● **SUPPLIED ENTRIES**

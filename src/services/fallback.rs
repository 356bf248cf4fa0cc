use crate::{
    models::{truncate_chars, Candidate, Recommendation, Topic, FEEDBACK_PREFIX_CHARS},
    services::oracle::BlindSuggestion,
};

/// Curated static catalog consulted when every source comes back empty.
///
/// Keys are matched case-insensitively by containment against the topic
/// title; iteration order is significant — the first match wins — so this
/// stays an ordered slice, never a map.
const CURATED_CATALOG: &[(&str, &str, &str)] = &[
    (
        "python",
        "Python 全套入门教程（零基础）",
        "https://www.bilibili.com/video/BV1ex411x7Em",
    ),
    (
        "javascript",
        "JavaScript 从入门到精通",
        "https://www.bilibili.com/video/BV1Sy4y1C7ha",
    ),
    (
        "rust",
        "Rust 编程语言入门教程",
        "https://www.bilibili.com/video/BV1hp4y1k7SV",
    ),
    (
        "java",
        "Java 零基础小白自学教程",
        "https://www.bilibili.com/video/BV1Kb411W75N",
    ),
    (
        "英语",
        "英语语法精讲合集",
        "https://www.bilibili.com/video/BV1XY411J7aG",
    ),
    (
        "吉他",
        "吉他入门零基础教学",
        "https://www.bilibili.com/video/BV1KJ411q7NH",
    ),
    (
        "咖啡",
        "咖啡拉花入门教学",
        "https://www.bilibili.com/video/BV1aW411V7x9",
    ),
];

/// Rationale prefix built the way the original tracker phrased it
pub fn context_reason(topic: &Topic, last_feedback: Option<&str>) -> String {
    let mut reason = format!(
        "根据你正在学习的'{}' ({})",
        topic.title,
        topic.level.display_label()
    );
    if let Some(feedback) = last_feedback {
        let snippet = truncate_chars(feedback, FEEDBACK_PREFIX_CHARS);
        if !snippet.is_empty() {
            reason.push_str(&format!("，以及你上次提到的'{}...'", snippet));
        }
    }
    reason.push_str("，为你推荐以下视频：");
    reason
}

/// First curated entry whose key appears in the topic title, if any
pub fn curated_pick(topic: &Topic) -> Option<Recommendation> {
    let title_lower = topic.title.to_lowercase();
    CURATED_CATALOG
        .iter()
        .find(|(key, _, _)| title_lower.contains(key))
        .map(|(_, video_title, url)| Recommendation {
            title: video_title.to_string(),
            url: url.to_string(),
            reason: format!(
                "{}这是一份口碑较好的精选课程。",
                context_reason(topic, None)
            ),
            duration: None,
        })
}

/// Rule-based degradation when candidates exist but the oracle made no
/// selection: the first candidate in aggregation order wins, which is
/// implicitly the highest-priority provider's first hit.
pub fn rule_based_pick(
    topic: &Topic,
    last_feedback: Option<&str>,
    candidates: &[Candidate],
) -> Option<Recommendation> {
    let first = candidates.first()?;
    Some(Recommendation {
        title: first.title.clone(),
        url: first.url.clone(),
        reason: format!(
            "{}该视频在搜索结果中排名靠前、播放量较高。",
            context_reason(topic, last_feedback)
        ),
        duration: (first.duration != "unknown").then(|| first.duration.clone()),
    })
}

/// Search-results link used when no direct video link could be found
pub fn bilibili_search_link(query: &str) -> String {
    format!(
        "https://search.bilibili.com/all?keyword={}",
        urlencoding::encode(query)
    )
}

/// Packages a blind oracle suggestion as a synthetic recommendation whose url
/// points at a constructed search-results page
pub fn package_blind(topic: &Topic, suggestion: &BlindSuggestion) -> Recommendation {
    let advice = if suggestion.advice.is_empty() {
        String::new()
    } else {
        format!("{} ", suggestion.advice)
    };
    Recommendation {
        title: format!("搜索：{}", suggestion.search_query),
        url: bilibili_search_link(&suggestion.search_query),
        reason: format!(
            "暂时没有找到'{}'的直接视频链接。{}可以先从这个搜索入口开始。",
            topic.title, advice
        ),
        duration: None,
    }
}

#[cfg(test)]
mod tests {
    use super::*;
    use crate::models::{Level, Provider};

    fn topic(title: &str) -> Topic {
        Topic {
            title: title.to_string(),
            level: Level::Beginner,
            description: String::new(),
        }
    }

    #[test]
    fn test_curated_pick_case_insensitive_containment() {
        let rec = curated_pick(&topic("Python 基础")).unwrap();
        assert_eq!(rec.url, "https://www.bilibili.com/video/BV1ex411x7Em");
        assert!(!rec.title.is_empty());
        assert!(rec.url.starts_with("https://"));
    }

    #[test]
    fn test_curated_pick_first_match_wins() {
        // Title matching two keys resolves to the earlier catalog entry.
        let rec = curated_pick(&topic("python 还是 java")).unwrap();
        assert_eq!(rec.url, "https://www.bilibili.com/video/BV1ex411x7Em");
    }

    #[test]
    fn test_curated_pick_no_match() {
        assert!(curated_pick(&topic("冷门的手工主题")).is_none());
    }

    #[test]
    fn test_rule_based_pick_takes_first_candidate() {
        let candidates = vec![
            Candidate::new(
                "第一个".to_string(),
                "",
                Some("20:00".to_string()),
                10,
                String::new(),
                "https://example.com/v/1".to_string(),
                Provider::Bilibili,
            ),
            Candidate::new(
                "第二个".to_string(),
                "",
                None,
                10_000,
                String::new(),
                "https://example.com/v/2".to_string(),
                Provider::Sogou,
            ),
        ];
        let rec = rule_based_pick(&topic("Python"), Some("上次讲到循环"), &candidates).unwrap();
        assert_eq!(rec.title, "第一个");
        assert_eq!(rec.duration, Some("20:00".to_string()));
        assert!(rec.reason.contains("Python"));
        assert!(rec.reason.contains("上次讲到循环"));
    }

    #[test]
    fn test_rule_based_pick_empty_candidates() {
        assert!(rule_based_pick(&topic("Python"), None, &[]).is_none());
    }

    #[test]
    fn test_context_reason_with_feedback_prefix() {
        let reason = context_reason(&topic("Python"), Some("装饰器那部分还是没弄明白"));
        assert_eq!(
            reason,
            "根据你正在学习的'Python' (入门)，以及你上次提到的'装饰器那部分还是没弄'，为你推荐以下视频："
        );
    }

    #[test]
    fn test_package_blind_builds_search_url() {
        let rec = package_blind(
            &topic("冷门主题"),
            &BlindSuggestion {
                advice: "先从基础概念入手".to_string(),
                search_query: "冷门主题 入门".to_string(),
            },
        );
        assert_eq!(
            rec.url,
            format!(
                "https://search.bilibili.com/all?keyword={}",
                urlencoding::encode("冷门主题 入门")
            )
        );
        assert!(rec.reason.contains("先从基础概念入手"));
        assert!(rec.reason.contains("冷门主题"));
        assert_eq!(rec.duration, None);
    }
}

● **TASK TO COMPLETE**
All entries given above should be transcribed exactly, with none omitted.

● **WRITTEN RESPONSE**
filename src/services/fallback.rs
repository 356bf248cf4fa0cc
use crate::{
    models::{truncate_chars, Candidate, Recommendation, Topic, FEEDBACK_PREFIX_CHARS},
    services::oracle::BlindSuggestion,
};

/// Curated static catalog consulted when every source comes back empty.
///
/// Keys are matched case-insensitively by containment against the topic
/// title; iteration order is significant — the first match wins — so this
/// stays an ordered slice, never a map.
const CURATED_CATALOG: &[(&str, &str, &str)] = &[
    (
        "python",
        "Python 全套入门教程（零基础）",
        "https://www.bilibili.com/video/BV1ex411x7Em",
    ),
    (
        "javascript",
        "JavaScript 从入门到精通",
        "https://www.bilibili.com/video/BV1Sy4y1C7ha",
    ),
    (
        "rust",
        "Rust 编程语言入门教程",
        "https://www.bilibili.com/video/BV1hp4y1k7SV",
    ),
    (
        "java",
        "Java 零基础小白自学教程",
        "https://www.bilibili.com/video/BV1Kb411W75N",
    ),
    (
        "英语",
        "英语语法精讲合集",
        "https://www.bilibili.com/video/BV1XY411J7aG",
    ),
    (
        "吉他",
        "吉他入门零基础教学",
        "https://www.bilibili.com/video/BV1KJ411q7NH",
    ),
    (
        "咖啡",
        "咖啡拉花入门教学",
        "https://www.bilibili.com/video/BV1aW411V7x9",
    ),
];

/// Rationale prefix built the way the original tracker phrased it
pub fn context_reason(topic: &Topic, last_feedback: Option<&str>) -> String {
    let mut reason = format!(
        "根据你正在学习的'{}' ({})",
        topic.title,
        topic.level.display_label()
    );
    if let Some(feedback) = last_feedback {
        let snippet = truncate_chars(feedback, FEEDBACK_PREFIX_CHARS);
        if !snippet.is_empty() {
            reason.push_str(&format!("，以及你上次提到的'{}...'", snippet));
        }
    }
    reason.push_str("，为你推荐以下视频：");
    reason
}

/// First curated entry whose key appears in the topic title, if any
pub fn curated_pick(topic: &Topic) -> Option<Recommendation> {
    let title_lower = topic.title.to_lowercase();
    CURATED_CATALOG
        .iter()
        .find(|(key, _, _)| title_lower.contains(key))
        .map(|(_, video_title, url)| Recommendation {
            title: video_title.to_string(),
            url: url.to_string(),
            reason: format!(
                "{}这是一份口碑较好的精选课程。",
                context_reason(topic, None)
            ),
            duration: None,
        })
}

/// Rule-based degradation when candidates exist but the oracle made no
/// selection: the first candidate in aggregation order wins, which is
/// implicitly the highest-priority provider's first hit.
pub fn rule_based_pick(
    topic: &Topic,
    last_feedback: Option<&str>,
    candidates: &[Candidate],
) -> Option<Recommendation> {
    let first = candidates.first()?;
    Some(Recommendation {
        title: first.title.clone(),
        url: first.url.clone(),
        reason: format!(
            "{}该视频在搜索结果中排名靠前、播放量较高。",
            context_reason(topic, last_feedback)
        ),
        duration: (first.duration != "unknown").then(|| first.duration.clone()),
    })
}

/// Search-results link used when no direct video link could be found
pub fn bilibili_search_link(query: &str) -> String {
    format!(
        "https://search.bilibili.com/all?keyword={}",
        urlencoding::encode(query)
    )
}

/// Packages a blind oracle suggestion as a synthetic recommendation whose url
/// points at a constructed search-results page
pub fn package_blind(topic: &Topic, suggestion: &BlindSuggestion) -> Recommendation {
    let advice = if suggestion.advice.is_empty() {
        String::new()
    } else {
        format!("{} ", suggestion.advice)
    };
    Recommendation {
        title: format!("搜索：{}", suggestion.search_query),
        url: bilibili_search_link(&suggestion.search_query),
        reason: format!(
            "暂时没有找到'{}'的直接视频链接。{}可以先从这个搜索入口开始。",
            topic.title, advice
        ),
        duration: None,
    }
}

#[cfg(test)]
mod tests {
    use super::*;
    use crate::models::{Level, Provider};

    fn topic(title: &str) -> Topic {
        Topic {
            title: title.to_string(),
            level: Level::Beginner,
            description: String::new(),
        }
    }

    #[test]
    fn test_curated_pick_case_insensitive_containment() {
        let rec = curated_pick(&topic("Python 基础")).unwrap();
        assert_eq!(rec.url, "https://www.bilibili.com/video/BV1ex411x7Em");
        assert!(!rec.title.is_empty());
        assert!(rec.url.starts_with("https://"));
    }

    #[test]
    fn test_curated_pick_first_match_wins() {
        // Title matching two keys resolves to the earlier catalog entry.
        let rec = curated_pick(&topic("python 还是 java")).unwrap();
        assert_eq!(rec.url, "https://www.bilibili.com/video/BV1ex411x7Em");
    }

    #[test]
    fn test_curated_pick_no_match() {
        assert!(curated_pick(&topic("冷门的手工主题")).is_none());
    }

    #[test]
    fn test_rule_based_pick_takes_first_candidate() {
        let candidates = vec![
            Candidate::new(
                "第一个".to_string(),
                "",
                Some("20:00".to_string()),
                10,
                String::new(),
                "https://example.com/v/1".to_string(),
                Provider::Bilibili,
            ),
            Candidate::new(
                "第二个".to_string(),
                "",
                None,
                10_000,
                String::new(),
                "https://example.com/v/2".to_string(),
                Provider::Sogou,
            ),
        ];
        let rec = rule_based_pick(&topic("Python"), Some("上次讲到循环"), &candidates).unwrap();
        assert_eq!(rec.title, "第一个");
        assert_eq!(rec.duration, Some("20:00".to_string()));
        assert!(rec.reason.contains("Python"));
        assert!(rec.reason.contains("上次讲到循环"));
    }

    #[test]
    fn test_rule_based_pick_empty_candidates() {
        assert!(rule_based_pick(&topic("Python"), None, &[]).is_none());
    }

    #[test]
    fn test_context_reason_with_feedback_prefix() {
        let reason = context_reason(&topic("Python"), Some("装饰器那部分还是没弄明白"));
        assert_eq!(
            reason,
            "根据你正在学习的'Python' (入门)，以及你上次提到的'装饰器那部分还是没弄'，为你推荐以下视频："
        );
    }

    #[test]
    fn test_package_blind_builds_search_url() {
        let rec = package_blind(
            &topic("冷门主题"),
            &BlindSuggestion {
                advice: "先从基础概念入手".to_string(),
                search_query: "冷门主题 入门".to_string(),
            },
        );
        assert_eq!(
            rec.url,
            format!(
                "https://search.bilibili.com/all?keyword={}",
                urlencoding::encode("冷门主题 入门")
            )
        );
        assert!(rec.reason.contains("先从基础概念入手"));
        assert!(rec.reason.contains("冷门主题"));
        assert_eq!(rec.duration, None);
    }
}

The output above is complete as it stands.